At present, no documented anesthetic technique exists for use in liver transplant surgery. Presence of some controversies in anesthesia plan led us to compare effects of inhaled and intravenous anesthetics in liver transplant surgery.
All those brain dead patients who met the criteria of organ donation were included in the study. The donor's liver is matched with the recipient according to our liver transplant protocols and assigned consecutively to the recipients. In this study 78 patients who met the inclusion criteria, were divided into two groups.All patients in group 1 were anesthetized with inhalation of sevoflurane and patients in group 2 were anesthetized with the IV injection of propofol. Percent of sevoflurane in inhaled gases and IV infusion dose of propofol was determined by a BIS guide to keep BIS between 40 and 45. Patients were monitored by NIBP, ECG, CO – Oximetry and BIS before and during induction of anesthesia. An arterial line from radial artery and Swan–Ganz–Catheter from right internal jugular vein were inserted for all patients.
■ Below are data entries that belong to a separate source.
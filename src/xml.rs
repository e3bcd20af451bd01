//! Bulk interchange between roster entries and the nested XML document used
//! for import/export. The document shape is one `<players>` root wrapping a
//! `<player>` container per record, each carrying exactly the six named
//! fields as text content:
//!
//! ```xml
//! <players>
//!     <player>
//!         <full_name>Jane Smith</full_name>
//!         <birth_date>1995-05-15</birth_date>
//!         <team>Team B</team>
//!         <home_city>Town</home_city>
//!         <squad>Squad 2</squad>
//!         <position>Midfielder</position>
//!     </player>
//! </players>
//! ```
//!
//! Import commits each record to the store as soon as its container is fully
//! read, so records added before a fault stay in place; there is no rollback.

use std::fs::{self, File};
use std::io::{BufWriter, Write};
use std::path::Path;

use chrono::NaiveDate;
use log::info;
use quick_xml::events::{BytesEnd, BytesStart, BytesText, Event};
use quick_xml::{Reader, Writer};
use thiserror::Error;

use crate::db::{PlayerStore, StoreError};
use crate::models::Player;

const ROOT_TAG: &str = "players";
const PLAYER_TAG: &str = "player";

/// Indentation used by the writer; purely cosmetic, the reader trims
/// inter-element whitespace.
const INDENT_CHAR: u8 = b' ';
const INDENT_SIZE: usize = 4;

/// Faults raised while reading or writing an interchange document. Import and
/// export both propagate these as structured errors; nothing is reported
/// through a side channel.
#[derive(Debug, Error)]
pub enum XmlError {
    /// Reading or writing the file itself failed.
    #[error(transparent)]
    Io(#[from] std::io::Error),

    /// The document is not well-formed XML.
    #[error("malformed document: {0}")]
    Malformed(#[from] quick_xml::Error),

    /// A `<player>` container lacks text for one of the six required fields.
    /// Containers are numbered from 1 in document order.
    #[error("player {index} is missing required field `{field}`")]
    MissingField { index: usize, field: &'static str },

    /// The `birth_date` text is not a valid ISO-8601 calendar date.
    #[error("player {index} has invalid birth date `{value}`")]
    InvalidDate { index: usize, value: String },

    /// Persisting an imported record failed.
    #[error(transparent)]
    Store(#[from] StoreError),
}

/// Parse the document at `path` and add one roster entry per well-formed
/// `<player>` container, committing each record as it is read. Returns the
/// number of records imported. A fault aborts the remainder of the document
/// but leaves previously-added rows in place.
pub fn import_from_xml<S: PlayerStore>(store: &S, path: impl AsRef<Path>) -> Result<usize, XmlError> {
    let path = path.as_ref();
    let document = fs::read_to_string(path)?;
    let mut reader = Reader::from_str(&document);
    reader.config_mut().trim_text(true);

    let mut imported = 0usize;
    let mut current: Option<RawPlayer> = None;
    let mut field: Option<Vec<u8>> = None;

    loop {
        match reader.read_event()? {
            Event::Start(start) => {
                if start.name().as_ref() == PLAYER_TAG.as_bytes() {
                    current = Some(RawPlayer::default());
                    field = None;
                } else if current.is_some() {
                    field = Some(start.name().as_ref().to_vec());
                }
            }
            Event::Text(text) => {
                if let (Some(raw), Some(tag)) = (current.as_mut(), field.as_deref()) {
                    if let Some(slot) = raw.slot(tag) {
                        let unescaped = text.unescape().map_err(quick_xml::Error::from)?;
                        *slot = Some(unescaped.into_owned());
                    }
                }
            }
            Event::End(end) => {
                if end.name().as_ref() == PLAYER_TAG.as_bytes() {
                    if let Some(raw) = current.take() {
                        let player = raw.into_player(imported + 1)?;
                        store.add(&player)?;
                        imported += 1;
                    }
                } else {
                    field = None;
                }
            }
            Event::Eof => break,
            _ => {}
        }
    }

    info!("imported {imported} player(s) from {}", path.display());
    Ok(imported)
}

/// Write the given roster entries to `path` as an interchange document,
/// overwriting any existing file. An empty list produces a root element with
/// zero children, which re-imports as zero records. No partial-file cleanup
/// is attempted on fault.
pub fn export_to_xml(path: impl AsRef<Path>, players: &[Player]) -> Result<(), XmlError> {
    let path = path.as_ref();
    let file = File::create(path)?;
    let mut writer = Writer::new_with_indent(BufWriter::new(file), INDENT_CHAR, INDENT_SIZE);

    writer.write_event(Event::Start(BytesStart::new(ROOT_TAG)))?;
    for player in players {
        writer.write_event(Event::Start(BytesStart::new(PLAYER_TAG)))?;
        write_field(&mut writer, "full_name", &player.full_name)?;
        write_field(&mut writer, "birth_date", &player.birth_date.to_string())?;
        write_field(&mut writer, "team", &player.team)?;
        write_field(&mut writer, "home_city", &player.home_city)?;
        write_field(&mut writer, "squad", &player.squad)?;
        write_field(&mut writer, "position", &player.position)?;
        writer.write_event(Event::End(BytesEnd::new(PLAYER_TAG)))?;
    }
    writer.write_event(Event::End(BytesEnd::new(ROOT_TAG)))?;
    writer.into_inner().flush()?;

    info!("exported {} player(s) to {}", players.len(), path.display());
    Ok(())
}

fn write_field<W: Write>(
    writer: &mut Writer<W>,
    tag: &str,
    value: &str,
) -> Result<(), XmlError> {
    writer.write_event(Event::Start(BytesStart::new(tag)))?;
    writer.write_event(Event::Text(BytesText::new(value)))?;
    writer.write_event(Event::End(BytesEnd::new(tag)))?;
    Ok(())
}

/// Accumulates field text while a `<player>` container is being read.
/// Self-closing or empty field elements never produce a text event, so they
/// surface as a missing field, same as an absent element.
#[derive(Default)]
struct RawPlayer {
    full_name: Option<String>,
    birth_date: Option<String>,
    team: Option<String>,
    home_city: Option<String>,
    squad: Option<String>,
    position: Option<String>,
}

impl RawPlayer {
    /// The slot a child element's text belongs to, or `None` for tags outside
    /// the six-field schema (which are ignored, matching a lenient reader).
    fn slot(&mut self, tag: &[u8]) -> Option<&mut Option<String>> {
        match tag {
            b"full_name" => Some(&mut self.full_name),
            b"birth_date" => Some(&mut self.birth_date),
            b"team" => Some(&mut self.team),
            b"home_city" => Some(&mut self.home_city),
            b"squad" => Some(&mut self.squad),
            b"position" => Some(&mut self.position),
            _ => None,
        }
    }

    fn into_player(self, index: usize) -> Result<Player, XmlError> {
        let require = |field: &'static str, value: Option<String>| {
            value.ok_or(XmlError::MissingField { index, field })
        };

        let birth_text = require("birth_date", self.birth_date)?;
        let birth_date = NaiveDate::parse_from_str(&birth_text, "%Y-%m-%d").map_err(|_| {
            XmlError::InvalidDate {
                index,
                value: birth_text.clone(),
            }
        })?;

        Ok(Player {
            full_name: require("full_name", self.full_name)?,
            birth_date,
            team: require("team", self.team)?,
            home_city: require("home_city", self.home_city)?,
            squad: require("squad", self.squad)?,
            position: require("position", self.position)?,
        })
    }
}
Mean of PCO2, PO2 and HCO3 were different between 2 groups (p=<0.05) and were higher in propofol group. Also, mean of Na and K were different in both groups and were higher in sevoflurane group, and no other significant differences found.
The results showed that the effect of propofol and sevoflurane on hemodynamics, coagulation status during liver transplant anesthesia, and hepatic and renal function of the patients after liver transplant is the same.